### YOUR GOAL
Scan the records and identify every line in which the string "seen" occurs, then return those lines.

Dataset entries
============

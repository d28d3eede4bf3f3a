//! `rulegen generate` command implementation.
//!
//! Walks the tree parent-before-child, feeds each directory's build file
//! directives and regular files to the generator, and prints the targets
//! as Starlark (default) or JSON.

use miette::{miette, IntoDiagnostic, Result};
use rulegen_core::paths::relative_to;
use rulegen_core::{
    parse_directives, render_build_file, Config, ConfigRegistry, Error, ErrorScope, GenerateArgs,
    GenerateResult, Generator, BUILD_FILES, SCHEMA_VERSION,
};
use rulegen_util::fs::{first_existing, read_source, write_atomic};
use serde::Serialize;
use std::collections::HashSet;
use std::fs;
use std::path::{Path, PathBuf};
use tracing::{info, warn};
use walkdir::{DirEntry, WalkDir};

/// Directory names never descended into.
const SKIPPED_DIRS: &[&str] = &["node_modules", ".git"];

/// Prefix of the build tool's output symlinks at the workspace root.
const OUTPUT_DIR_PREFIX: &str = "bazel-";

/// A directory that produced no targets because of an error.
#[derive(Debug, Serialize)]
struct DirectoryError {
    package: String,
    code: &'static str,
    message: String,
}

#[derive(Debug, Serialize)]
struct Report<'a> {
    ok: bool,
    schema_version: u32,
    packages: &'a [GenerateResult],
    errors: &'a [DirectoryError],
}

/// Run the generate command.
pub fn run(config: &Config, dirs: &[PathBuf], write: bool, json: bool) -> Result<()> {
    let root = fs::canonicalize(&config.root).into_diagnostic()?;
    let visit = directories(&root, dirs)?;
    info!(root = %root.display(), directories = visit.len(), "generating");

    let mut session = Session::new(&root, Generator::new(config.labels.clone()));
    let mut packages = Vec::new();
    let mut errors = Vec::new();

    for dir in &visit {
        let Some(rel) = relative_to(&root, dir) else {
            return Err(miette!("{} is outside the tree root {}", dir.display(), root.display()));
        };

        let outcome = session.generate_dir(dir, &rel).and_then(|result| {
            if write && !result.is_empty() {
                write_build_file(dir, &result)?;
            }
            Ok(result)
        });

        match outcome {
            Ok(result) if result.is_empty() => {}
            Ok(result) => packages.push(result),
            Err(err) if err.scope() == ErrorScope::Run => fail(&err, json),
            Err(err) => {
                warn!(package = %rel, code = err.code(), "{err}");
                errors.push(DirectoryError {
                    package: rel,
                    code: err.code(),
                    message: err.to_string(),
                });
            }
        }
    }

    if json {
        let report = Report {
            ok: errors.is_empty(),
            schema_version: SCHEMA_VERSION,
            packages: &packages,
            errors: &errors,
        };
        println!("{}", serde_json::to_string_pretty(&report).into_diagnostic()?);
    } else {
        for (i, result) in packages.iter().enumerate() {
            if i > 0 {
                println!();
            }
            println!("# //{}", result.package);
            print!("{}", render_build_file(result));
        }
        for error in &errors {
            eprintln!("error: {}", error.message);
        }
    }

    if !errors.is_empty() {
        std::process::exit(1);
    }
    Ok(())
}

/// Per-run state shared by every visited directory.
struct Session<'a> {
    root: &'a Path,
    registry: ConfigRegistry,
    generator: Generator,
    /// Package paths whose build file directives were already applied.
    configured: HashSet<String>,
}

impl<'a> Session<'a> {
    fn new(root: &'a Path, generator: Generator) -> Self {
        Self::with_registry(root, ConfigRegistry::new(root), generator)
    }

    fn with_registry(root: &'a Path, registry: ConfigRegistry, generator: Generator) -> Self {
        Self {
            root,
            registry,
            generator,
            configured: HashSet::new(),
        }
    }

    fn generate_dir(&mut self, dir: &Path, rel: &str) -> Result<GenerateResult, Error> {
        self.configure_chain(rel)?;

        let files = regular_files(dir)?;
        self.generator.generate(
            &mut self.registry,
            &GenerateArgs {
                dir,
                rel,
                files: &files,
            },
        )
    }

    /// Apply build file directives of `rel` and each of its ancestors,
    /// root first, so a node never exists before its parent's directives.
    fn configure_chain(&mut self, rel: &str) -> Result<(), Error> {
        let mut prefix = String::new();
        let segments = rel.split('/').filter(|s| !s.is_empty());
        for segment in std::iter::once("").chain(segments) {
            if !segment.is_empty() {
                if !prefix.is_empty() {
                    prefix.push('/');
                }
                prefix.push_str(segment);
            }
            if !self.configured.insert(prefix.clone()) {
                continue;
            }

            let dir = self.root.join(&prefix);
            if let Some(build_file) = first_existing(&dir, BUILD_FILES) {
                let content = read_source(&build_file).map_err(|e| Error::io(&build_file, e))?;
                self.registry.configure(&prefix, parse_directives(&content))?;
            }
        }
        Ok(())
    }
}

/// Existing build files are left alone; only fresh directories get one.
fn write_build_file(dir: &Path, result: &GenerateResult) -> Result<(), Error> {
    if let Some(existing) = first_existing(dir, BUILD_FILES) {
        info!(path = %existing.display(), "build file exists, not overwriting");
        return Ok(());
    }
    let path = dir.join(BUILD_FILES[0]);
    write_atomic(&path, render_build_file(result).as_bytes()).map_err(|e| Error::io(&path, e))?;
    info!(path = %path.display(), "wrote build file");
    Ok(())
}

/// Sorted base names of the regular files directly in `dir`.
fn regular_files(dir: &Path) -> Result<Vec<String>, Error> {
    let entries = fs::read_dir(dir).map_err(|e| Error::io(dir, e))?;
    let mut files = Vec::new();
    for entry in entries {
        let entry = entry.map_err(|e| Error::io(dir, e))?;
        if entry.file_type().map_err(|e| Error::io(entry.path(), e))?.is_file() {
            files.push(entry.file_name().to_string_lossy().into_owned());
        }
    }
    files.sort();
    Ok(files)
}

/// Directories to visit, parents before children, each once.
fn directories(root: &Path, starts: &[PathBuf]) -> Result<Vec<PathBuf>> {
    let mut starts = if starts.is_empty() {
        vec![root.to_path_buf()]
    } else {
        starts
            .iter()
            .map(|s| fs::canonicalize(root.join(s)).into_diagnostic())
            .collect::<Result<Vec<_>>>()?
    };
    starts.sort_by_key(|s| s.components().count());

    let mut seen = HashSet::new();
    let mut visit = Vec::new();
    for start in starts {
        let walker = WalkDir::new(&start)
            .sort_by_file_name()
            .into_iter()
            .filter_entry(|e| e.depth() == 0 || !is_skipped(e));
        for entry in walker {
            let entry = entry.into_diagnostic()?;
            if entry.file_type().is_dir() && seen.insert(entry.path().to_path_buf()) {
                visit.push(entry.into_path());
            }
        }
    }
    Ok(visit)
}

fn is_skipped(entry: &DirEntry) -> bool {
    let name = entry.file_name().to_string_lossy();
    entry.file_type().is_dir()
        && (SKIPPED_DIRS.contains(&&*name)
            || name.starts_with(OUTPUT_DIR_PREFIX)
            || name.starts_with('.'))
}

/// Report a run-scope error and exit.
fn fail(err: &Error, json: bool) -> ! {
    if json {
        println!(
            "{}",
            serde_json::json!({
                "ok": false,
                "error": {
                    "code": err.code(),
                    "message": err.to_string(),
                }
            })
        );
    } else {
        eprintln!("error: {err}");
    }
    std::process::exit(1);
}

============

### YOUR RESPONSE
    let mut seen = HashSet::new();
            if entry.file_type().is_dir() && seen.insert(entry.path().to_path_buf()) {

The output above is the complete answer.